Rational Expressions and Least Common Denominator

Introduction to Rational Expressions

Explanation of rational expressions and their simplifying concepts.
Contrast with basic fractions.

Basic Example of Simplifying Fractions

Example: Simplify the expression rac{10}{10} and related fractions.
- rac{10}{10} = 1, which is a common form to present equivalent fractions.
- Explain simplifying rac{10}{20} to rac{1}{2}.
- Summation of fractions like rac{1}{2} + rac{3}{20} results in a common denominator.
- Convert rac{1}{2} into twentieths: rac{10}{20}.
- Thus, rac{10}{20} + rac{3}{20} = rac{13}{20}.

Transition to Rational Expressions

Introduce the new topic: Simplifying rational expressions.
Provide an expression to simplify: rac{4}{a^2 + 6a + 5} - rac{3}{a^2 + 7a + 7}.

Factorization of Denominators

Factoring Process:
- Factor the first denominator, a^2 + 6a + 5.
- Factors of five that add to six are 3 and 2: (a + 2)(a + 3) .
- Factor the second denominator, a^2 + 7a + 7.
- Factors of 10 that add to 7 are 2 and 5: (a + 2)(a + 5) .

Finding the Least Common Denominator (LCD)

Identify unique factors between the denominators:
- Factors found are: a + 2, a + 3, and a + 5.
- Only include common factors once for the least common denominator.
Thus, the least common denominator (LCD) is: (a + 2)(a + 3)(a + 5) .

Adjustments to the Rational Expressions

Ensure both fractions have this LCD:

Example Calculation Adjustments

Analyze missing components in denominators:
- In the second fraction, it’s missing (a + 2).
- Multiply numerator and denominator by the missing factor: rac{3}{(a + 2)(a + 5)} imes rac{(a + 2)}{(a + 2)}.
Both fractions now have the same denominator:
- First: rac{4}{(a + 2)(a + 3)(a + 5)}
- Second: rac{3(a + 2)}{(a + 2)(a + 5)(a + 3)}

Combining Rational Expressions

Combine the numerators:
- Perform distributed multiplication:
1. Denominator remains LCD: (a + 2)(a + 3)(a + 5) .
2. Numerator:
  - Distributing in this case:
    - Result of multiplication: 4(a + 2) - 3(a + 1).
    - Calculation yields: 4a + 8 - 3a - 3 = 1a + 5.
Thus, the combined result is: rac{1a + 5}{(a + 2)(a + 3)(a + 5)}. The final answer is simplified to:
- rac{1}{(a + 1)(a + 2) } since both have a common term.
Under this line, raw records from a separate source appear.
#[tokio::test]
async fn missing_stage_routes_to_invalid_stage_id() {
    let harness = test_engine();
    let mut execution = single_stage_pipeline("multiTask");
    execution.status = ExecutionStatus::Running;
    harness.engine.store().store(&execution).await.unwrap();

    harness
        .engine
        .queue()
        .push(Message::StartStage {
            execution_type: ExecutionType::Pipeline,
            execution_id: execution.id.clone(),
            application: "app".to_string(),
            stage_id: "no-such-stage".to_string(),
        })
        .await
        .unwrap();

    harness.step().await;
    let pending = harness.queue.pending_messages();
    assert!(matches!(
        &pending[..],
        [Message::InvalidStageId { stage_id, .. }] if stage_id == "no-such-stage"
    ));
}

#[tokio::test]
async fn expression_substitution_flows_into_stage_context() {
    let harness = test_engine();
    let execution = Execution::builder(ExecutionType::Pipeline, "app")
        .context("environment", json!("staging"))
        .stage_with(
            "1",
            "multiTask",
            vec![],
            stage_context(&[("clusterName", json!("app-${environment}"))]),
        )
        .build();
    harness.engine.start(&execution).await.unwrap();
    harness.drain().await;

    let finished = harness.load(&execution).await;
    assert_eq!(finished.status, ExecutionStatus::Succeeded);
    assert_eq!(
        finished.stages[0].context.get("clusterName"),
        Some(&json!("app-staging"))
    );
}

#[tokio::test]
async fn worker_pool_drives_execution_to_completion() {
    let harness = test_engine();
    let mut events = harness.engine.subscribe();
    let execution = single_stage_pipeline("multiTask");
    harness.engine.start(&execution).await.unwrap();

    let pool = harness.engine.spawn_workers();
    assert_eq!(pool.size(), 4);

    let completion = tokio::time::timeout(Duration::from_secs(10), async {
        loop {
            let published = events.recv().await.expect("event channel closed");
            if let EngineEvent::ExecutionComplete { status, .. } = published.event {
                return status;
            }
        }
    })
    .await
    .expect("workers did not finish the execution in time");
    assert_eq!(completion, ExecutionStatus::Succeeded);
    pool.shutdown().await;

    let finished = harness.load(&execution).await;
    assert_eq!(finished.status, ExecutionStatus::Succeeded);
}

#[tokio::test]
async fn terminal_execution_leaves_no_stage_running() {
    let harness = test_engine();
    // two parallel roots: one fails the pipeline while the other polls
    let execution = Execution::builder(ExecutionType::Pipeline, "app")
        .stage("1", "waitingStage")
        .stage("2", "failingStage")
        .build();
    harness.engine.start(&execution).await.unwrap();
    harness.drain().await;

    let finished = harness.load(&execution).await;
    assert_eq!(finished.status, ExecutionStatus::Terminal);
    for stage in &finished.stages {
        assert!(
            stage.status.is_complete() || stage.status == ExecutionStatus::NotStarted,
            "stage {} left in {}",
            stage.ref_id,
            stage.status
        );
    }
}
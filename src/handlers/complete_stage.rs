//! # CompleteStage Handler
//!
//! Finalizes a stage and propagates completion through the DAG:
//! after-children are drained before a successful stage settles,
//! synthetic completions trigger or fail their parent, and top-level
//! completions start downstream stages or roll the execution up.

use std::sync::Arc;
use tracing::{debug, info, warn};

use super::EngineContext;
use crate::error::Result;
use crate::events::EngineEvent;
use crate::messaging::Message;
use crate::models::{Execution, ExecutionStatus, ExecutionType, Stage, SyntheticStageOwner};

pub struct CompleteStageHandler {
    context: Arc<EngineContext>,
}

impl CompleteStageHandler {
    pub fn new(context: Arc<EngineContext>) -> Self {
        Self { context }
    }

    pub async fn handle(
        &self,
        execution_type: ExecutionType,
        execution_id: &str,
        application: &str,
        stage_id: &str,
        status: ExecutionStatus,
    ) -> Result<()> {
        let ctx = &self.context;
        let Some(mut execution) = ctx
            .load_execution(execution_type, execution_id, application)
            .await?
        else {
            return Ok(());
        };
        if execution.status.is_complete() {
            debug!(execution_id, stage_id, "execution already complete");
            return Ok(());
        }
        let Some(stage_index) = ctx.find_stage(&execution, stage_id, application).await? else {
            return Ok(());
        };

        let mut stage = execution.stages[stage_index].clone();
        if stage.status.is_complete() && stage.end_time.is_some() {
            debug!(stage_id, status = %stage.status, "stage already finalized");
            return Ok(());
        }

        let mut final_status = status;
        // a successful stage settles only after its after-children drain
        if status == ExecutionStatus::Succeeded {
            let afters = execution.synthetic_children(&stage.id, SyntheticStageOwner::StageAfter);
            if !afters.is_empty() {
                if !afters.iter().all(|s| s.status.is_complete()) {
                    debug!(stage_id, "after-stages pending, deferring completion");
                    ctx.enqueue_ready_children(
                        &execution,
                        &stage,
                        SyntheticStageOwner::StageAfter,
                        application,
                    )
                    .await?;
                    return Ok(());
                }
                if let Some(failed) = afters.iter().find(|s| !s.status.is_successful()) {
                    final_status = failed.status;
                }
            }
        }

        stage.status = final_status;
        stage.end_time = Some(ctx.now());
        execution.stages[stage_index] = stage.clone();
        ctx.store.store_stage(&stage).await?;
        info!(execution_id, stage_id, status = %final_status, "stage complete");
        ctx.publish(EngineEvent::StageComplete {
            execution_type,
            execution_id: execution_id.to_string(),
            stage_id: stage_id.to_string(),
            stage_type: stage.stage_type.clone(),
            status: final_status,
        });

        if stage.is_synthetic() {
            self.propagate_to_parent(&execution, &stage, application, final_status)
                .await
        } else {
            self.propagate_downstream(&execution, &stage, application, final_status)
                .await
        }
    }

    /// Completion of a synthetic child either advances or fails its parent
    async fn propagate_to_parent(
        &self,
        execution: &Execution,
        stage: &Stage,
        application: &str,
        final_status: ExecutionStatus,
    ) -> Result<()> {
        let ctx = &self.context;
        let (Some(parent_id), Some(owner)) = (stage.parent_stage_id.clone(), stage.synthetic_owner)
        else {
            return Ok(());
        };
        let Some(parent) = execution.stage(&parent_id).cloned() else {
            warn!(stage_id = %stage.id, parent_id = %parent_id, "synthetic stage has no parent record");
            return Ok(());
        };

        if !final_status.is_successful() {
            // the parent inherits the child's failure; execution-level
            // rollup happens on the parent's own completion
            ctx.queue
                .push(Message::CompleteStage {
                    execution_type: execution.execution_type,
                    execution_id: execution.id.clone(),
                    application: application.to_string(),
                    stage_id: parent_id,
                    status: final_status,
                })
                .await?;
            return Ok(());
        }

        match owner {
            SyntheticStageOwner::StageBefore => {
                let all_complete = ctx
                    .enqueue_ready_children(execution, &parent, SyntheticStageOwner::StageBefore, application)
                    .await?;
                if all_complete && parent.status == ExecutionStatus::NotStarted {
                    ctx.queue
                        .push(Message::StartStage {
                            execution_type: execution.execution_type,
                            execution_id: execution.id.clone(),
                            application: application.to_string(),
                            stage_id: parent_id,
                        })
                        .await?;
                }
            }
            SyntheticStageOwner::StageAfter => {
                let all_complete = ctx
                    .enqueue_ready_children(execution, &parent, SyntheticStageOwner::StageAfter, application)
                    .await?;
                if all_complete {
                    ctx.queue
                        .push(Message::CompleteStage {
                            execution_type: execution.execution_type,
                            execution_id: execution.id.clone(),
                            application: application.to_string(),
                            stage_id: parent_id,
                            status: ExecutionStatus::Succeeded,
                        })
                        .await?;
                }
            }
        }
        Ok(())
    }

    /// Completion of a top-level stage starts downstream stages or
    /// rolls the execution up
    async fn propagate_downstream(
        &self,
        execution: &Execution,
        stage: &Stage,
        application: &str,
        final_status: ExecutionStatus,
    ) -> Result<()> {
        let ctx = &self.context;

        if final_status == ExecutionStatus::Terminal && stage.fail_pipeline() {
            ctx.queue
                .push(Message::CompleteExecution {
                    execution_type: execution.execution_type,
                    execution_id: execution.id.clone(),
                    application: application.to_string(),
                    status: ExecutionStatus::Terminal,
                })
                .await?;
            return Ok(());
        }

        if final_status == ExecutionStatus::Canceled {
            if !execution.has_running_stages() {
                ctx.queue
                    .push(Message::CompleteExecution {
                        execution_type: execution.execution_type,
                        execution_id: execution.id.clone(),
                        application: application.to_string(),
                        status: ExecutionStatus::Canceled,
                    })
                    .await?;
            }
            return Ok(());
        }

        // a stopped branch starts nothing downstream
        let downstream: Vec<String> = if final_status == ExecutionStatus::Stopped {
            Vec::new()
        } else {
            let mut ids: Vec<String> = execution
                .downstream_of(&stage.ref_id)
                .iter()
                .map(|s| s.id.clone())
                .collect();
            // orchestrations carry no explicit edges; fall through to
            // the next stage in author order
            if ids.is_empty() && execution.execution_type == ExecutionType::Orchestration {
                if let Some(next) = execution.next_top_level_after(&stage.id) {
                    ids.push(next.id.clone());
                }
            }
            ids
        };

        if downstream.is_empty() {
            if !execution.has_running_stages() {
                ctx.queue
                    .push(Message::CompleteExecution {
                        execution_type: execution.execution_type,
                        execution_id: execution.id.clone(),
                        application: application.to_string(),
                        status: ExecutionStatus::Succeeded,
                    })
                    .await?;
            }
            return Ok(());
        }

        for stage_id in downstream {
            ctx.queue
                .push(Message::StartStage {
                    execution_type: execution.execution_type,
                    execution_id: execution.id.clone(),
                    application: application.to_string(),
                    stage_id,
                })
                .await?;
        }
        Ok(())
    }
}
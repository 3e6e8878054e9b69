//! # Task Handler Registry
//!
//! Tasks are resolved by implementing-class name, an opaque string the
//! engine never interprets. A handler is a black box: it receives the
//! stage and returns a [`TaskResult`]; retry cadence and timeouts come
//! from the handler's own declarations.

use async_trait::async_trait;
use serde_json::Value;
use std::collections::HashMap;
use std::sync::{Arc, RwLock};
use std::time::Duration;
use tracing::{debug, warn};

use crate::error::Result;
use crate::models::{ExecutionStatus, Stage};

/// Default delay between polls of a still-running task
pub const DEFAULT_BACKOFF_PERIOD: Duration = Duration::from_millis(1000);

/// Outcome of one task execution
#[derive(Debug, Clone, PartialEq)]
pub struct TaskResult {
    pub status: ExecutionStatus,
    /// Merged into the stage context on success or failure
    pub outputs: HashMap<String, Value>,
    /// Merged into the stage outputs visible downstream
    pub stage_outputs: HashMap<String, Value>,
}

impl TaskResult {
    pub fn new(status: ExecutionStatus) -> Self {
        Self {
            status,
            outputs: HashMap::new(),
            stage_outputs: HashMap::new(),
        }
    }

    pub fn succeeded() -> Self {
        Self::new(ExecutionStatus::Succeeded)
    }

    /// Still working; the engine re-polls after the handler's backoff
    pub fn running() -> Self {
        Self::new(ExecutionStatus::Running)
    }

    pub fn terminal() -> Self {
        Self::new(ExecutionStatus::Terminal)
    }

    /// Terminal failure with a recorded error detail
    pub fn terminal_with_error(message: impl Into<String>) -> Self {
        Self::terminal().with_output("error", Value::String(message.into()))
    }

    pub fn canceled() -> Self {
        Self::new(ExecutionStatus::Canceled)
    }

    /// Rewind the enclosing loop and re-dispatch from its start marker
    pub fn redirect() -> Self {
        Self::new(ExecutionStatus::Redirect)
    }

    pub fn with_output(mut self, key: impl Into<String>, value: Value) -> Self {
        self.outputs.insert(key.into(), value);
        self
    }

    pub fn with_stage_output(mut self, key: impl Into<String>, value: Value) -> Self {
        self.stage_outputs.insert(key.into(), value);
        self
    }
}

/// A unit of work the engine can dispatch
#[async_trait]
pub trait TaskHandler: Send + Sync {
    /// Execute against the current stage snapshot. Errors are treated
    /// as TERMINAL results with the error recorded in the stage context.
    async fn execute(&self, stage: &Stage) -> Result<TaskResult>;

    /// Delay before the engine re-polls a RUNNING result
    fn backoff_period(&self) -> Duration {
        DEFAULT_BACKOFF_PERIOD
    }

    /// Wall-clock budget for the task; RUNNING beyond this converts to
    /// TERMINAL with a timeout error
    fn timeout(&self) -> Option<Duration> {
        None
    }
}

/// Thread-safe registry of task handlers keyed by implementing class
#[derive(Default)]
pub struct TaskHandlerRegistry {
    handlers: RwLock<HashMap<String, Arc<dyn TaskHandler>>>,
}

impl TaskHandlerRegistry {
    pub fn new() -> Self {
        Self::default()
    }

    /// Register a handler under an implementing-class name
    pub fn register(&self, implementing_class: impl Into<String>, handler: Arc<dyn TaskHandler>) {
        let implementing_class = implementing_class.into();
        debug!(implementing_class = %implementing_class, "registering task handler");
        let mut handlers = self.handlers.write().unwrap_or_else(|e| e.into_inner());
        if handlers.insert(implementing_class.clone(), handler).is_some() {
            warn!(implementing_class = %implementing_class, "replaced existing task handler");
        }
    }

    /// Resolve a handler by implementing-class name
    pub fn resolve(&self, implementing_class: &str) -> Option<Arc<dyn TaskHandler>> {
        self.handlers
            .read()
            .unwrap_or_else(|e| e.into_inner())
            .get(implementing_class)
            .cloned()
    }
}
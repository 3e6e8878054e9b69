//! # Message Queue Contract
//!
//! The queue is the engine's only coordination substrate. The contract
//! is at-least-once with a visibility timeout: a polled message is
//! hidden from other consumers until acked or the timeout lapses, after
//! which it is redelivered verbatim. Handlers are written to tolerate
//! that redelivery.
//!
//! [`InMemoryQueue`] is the reference implementation used by the test
//! suite and by embedders that do not need a durable transport.

use async_trait::async_trait;
use chrono::{DateTime, Utc};
use std::collections::{HashMap, VecDeque};
use std::sync::{Arc, Mutex};
use std::time::Duration;
use thiserror::Error;
use tracing::debug;

use super::message::Message;
use crate::clock::Clock;

/// Opaque handle tying an ack or nack back to a specific delivery
#[derive(Debug, Clone, Copy, PartialEq, Eq, Hash)]
pub struct AckToken(u64);

/// A polled message plus its ack token
#[derive(Debug, Clone)]
pub struct Delivery {
    pub message: Message,
    pub token: AckToken,
    /// How many times this message has been delivered, this poll included
    pub read_count: u32,
}

/// Errors surfaced by queue transports
#[derive(Error, Debug)]
pub enum QueueError {
    #[error("Queue transport unavailable: {message}")]
    Unavailable { message: String },

    #[error("Message serialization failed: {message}")]
    Serialization { message: String },
}

/// Reliable at-least-once message queue
#[async_trait]
pub trait MessageQueue: Send + Sync {
    /// Enqueue a message for immediate delivery
    async fn push(&self, message: Message) -> Result<(), QueueError>;

    /// Enqueue a message that becomes visible only after the delay
    async fn push_delayed(&self, message: Message, delay: Duration) -> Result<(), QueueError>;

    /// Poll one message. The delivery stays invisible to other
    /// consumers until acked, nacked, or the visibility timeout lapses.
    async fn poll(&self) -> Result<Option<Delivery>, QueueError>;

    /// Permanently remove a delivered message
    async fn ack(&self, token: AckToken) -> Result<(), QueueError>;

    /// Return a delivered message to the queue immediately
    async fn nack(&self, token: AckToken) -> Result<(), QueueError>;
}

#[derive(Debug, Clone)]
struct QueuedMessage {
    message: Message,
    read_count: u32,
}

#[derive(Debug)]
struct InFlight {
    queued: QueuedMessage,
    deadline: DateTime<Utc>,
}

#[derive(Debug, Default)]
struct QueueState {
    next_token: u64,
    ready: VecDeque<QueuedMessage>,
    delayed: Vec<(DateTime<Utc>, QueuedMessage)>,
    in_flight: HashMap<u64, InFlight>,
}

/// Point-in-time queue depth, mainly for tests and diagnostics
#[derive(Debug, Clone, PartialEq, Eq)]
pub struct QueueDepth {
    pub ready: usize,
    pub delayed: usize,
    pub in_flight: usize,
}

/// In-process queue with delayed delivery and visibility timeouts.
///
/// Time is read through the injected clock, so visibility and delay
/// behavior is fully deterministic under test.
pub struct InMemoryQueue {
    state: Mutex<QueueState>,
    clock: Arc<dyn Clock>,
    visibility_timeout: Duration,
}

impl InMemoryQueue {
    pub fn new(clock: Arc<dyn Clock>, visibility_timeout: Duration) -> Self {
        Self {
            state: Mutex::new(QueueState::default()),
            clock,
            visibility_timeout,
        }
    }

    fn lock(&self) -> std::sync::MutexGuard<'_, QueueState> {
        // a poisoned queue mutex means a panicking test thread; the
        // state itself is still consistent
        self.state.lock().unwrap_or_else(|e| e.into_inner())
    }

    /// Promote due delayed messages and reclaim expired deliveries
    fn settle(state: &mut QueueState, now: DateTime<Utc>) {
        let mut due = Vec::new();
        state.delayed.retain(|(visible_at, queued)| {
            if *visible_at <= now {
                due.push(queued.clone());
                false
            } else {
                true
            }
        });
        for queued in due {
            state.ready.push_back(queued);
        }

        let expired: Vec<u64> = state
            .in_flight
            .iter()
            .filter(|(_, inflight)| inflight.deadline <= now)
            .map(|(token, _)| *token)
            .collect();
        for token in expired {
            if let Some(inflight) = state.in_flight.remove(&token) {
                debug!(read_count = inflight.queued.read_count, "visibility timeout lapsed, redelivering");
                state.ready.push_back(inflight.queued);
            }
        }
    }

    /// Current queue depth across ready, delayed, and in-flight buckets
    pub fn depth(&self) -> QueueDepth {
        let state = self.lock();
        QueueDepth {
            ready: state.ready.len(),
            delayed: state.delayed.len(),
            in_flight: state.in_flight.len(),
        }
    }

    /// Snapshot of messages awaiting delivery (ready then delayed),
    /// used by tests to assert on enqueued work
    pub fn pending_messages(&self) -> Vec<Message> {
        let state = self.lock();
        state
            .ready
            .iter()
            .map(|q| q.message.clone())
            .chain(state.delayed.iter().map(|(_, q)| q.message.clone()))
            .collect()
    }
}

#[async_trait]
impl MessageQueue for InMemoryQueue {
    async fn push(&self, message: Message) -> Result<(), QueueError> {
        debug!(message_type = message.message_type(), execution_id = message.execution_id(), "push");
        let mut state = self.lock();
        state.ready.push_back(QueuedMessage {
            message,
            read_count: 0,
        });
        Ok(())
    }

    async fn push_delayed(&self, message: Message, delay: Duration) -> Result<(), QueueError> {
        debug!(
            message_type = message.message_type(),
            execution_id = message.execution_id(),
            delay_ms = delay.as_millis() as u64,
            "push delayed"
        );
        let visible_at = self.clock.now()
            + chrono::Duration::from_std(delay).unwrap_or_else(|_| chrono::Duration::zero());
        let mut state = self.lock();
        state.delayed.push((
            visible_at,
            QueuedMessage {
                message,
                read_count: 0,
            },
        ));
        Ok(())
    }

    async fn poll(&self) -> Result<Option<Delivery>, QueueError> {
        let now = self.clock.now();
        let mut state = self.lock();
        Self::settle(&mut state, now);

        let Some(mut queued) = state.ready.pop_front() else {
            return Ok(None);
        };
        queued.read_count += 1;

        let token = state.next_token;
        state.next_token += 1;
        let deadline = now
            + chrono::Duration::from_std(self.visibility_timeout)
                .unwrap_or_else(|_| chrono::Duration::zero());
        let delivery = Delivery {
            message: queued.message.clone(),
            token: AckToken(token),
            read_count: queued.read_count,
        };
        state.in_flight.insert(token, InFlight { queued, deadline });
        Ok(Some(delivery))
    }

    async fn ack(&self, token: AckToken) -> Result<(), QueueError> {
        let mut state = self.lock();
        if state.in_flight.remove(&token.0).is_none() {
            // already reclaimed by a lapsed visibility timeout; the
            // redelivered copy will be handled idempotently
            debug!(?token, "ack for unknown token ignored");
        }
        Ok(())
    }

    async fn nack(&self, token: AckToken) -> Result<(), QueueError> {
        let mut state = self.lock();
        if let Some(inflight) = state.in_flight.remove(&token.0) {
            state.ready.push_front(inflight.queued);
        }
        Ok(())
    }
}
Simplification Final Steps

Final Notes:
- Recommend keeping the denominator factored for clarity.
- Evaluating if simplification can occur, ensuring all factors accounted in the final fraction.

Practical Exercises

Introduce exercise format for practicing calculating LCDs.
- Students to solve problems involving least common denominators without needing addition or subtraction in given problems.
Transition to more complex exercises involving combinations.

Group Activities

Assign partners to practice rational expressions through hands-on calculations and visual representations.
Encourage collaboration for problem-solving and theoretical applications.

Conclusion and Questions

Open the floor for any questions regarding simplifications, factorization, or denominators.
Reinforce the concept of checks in mathematical processes.
Outline the next steps for new exercises involving rational expressions and their simplification across differing problems.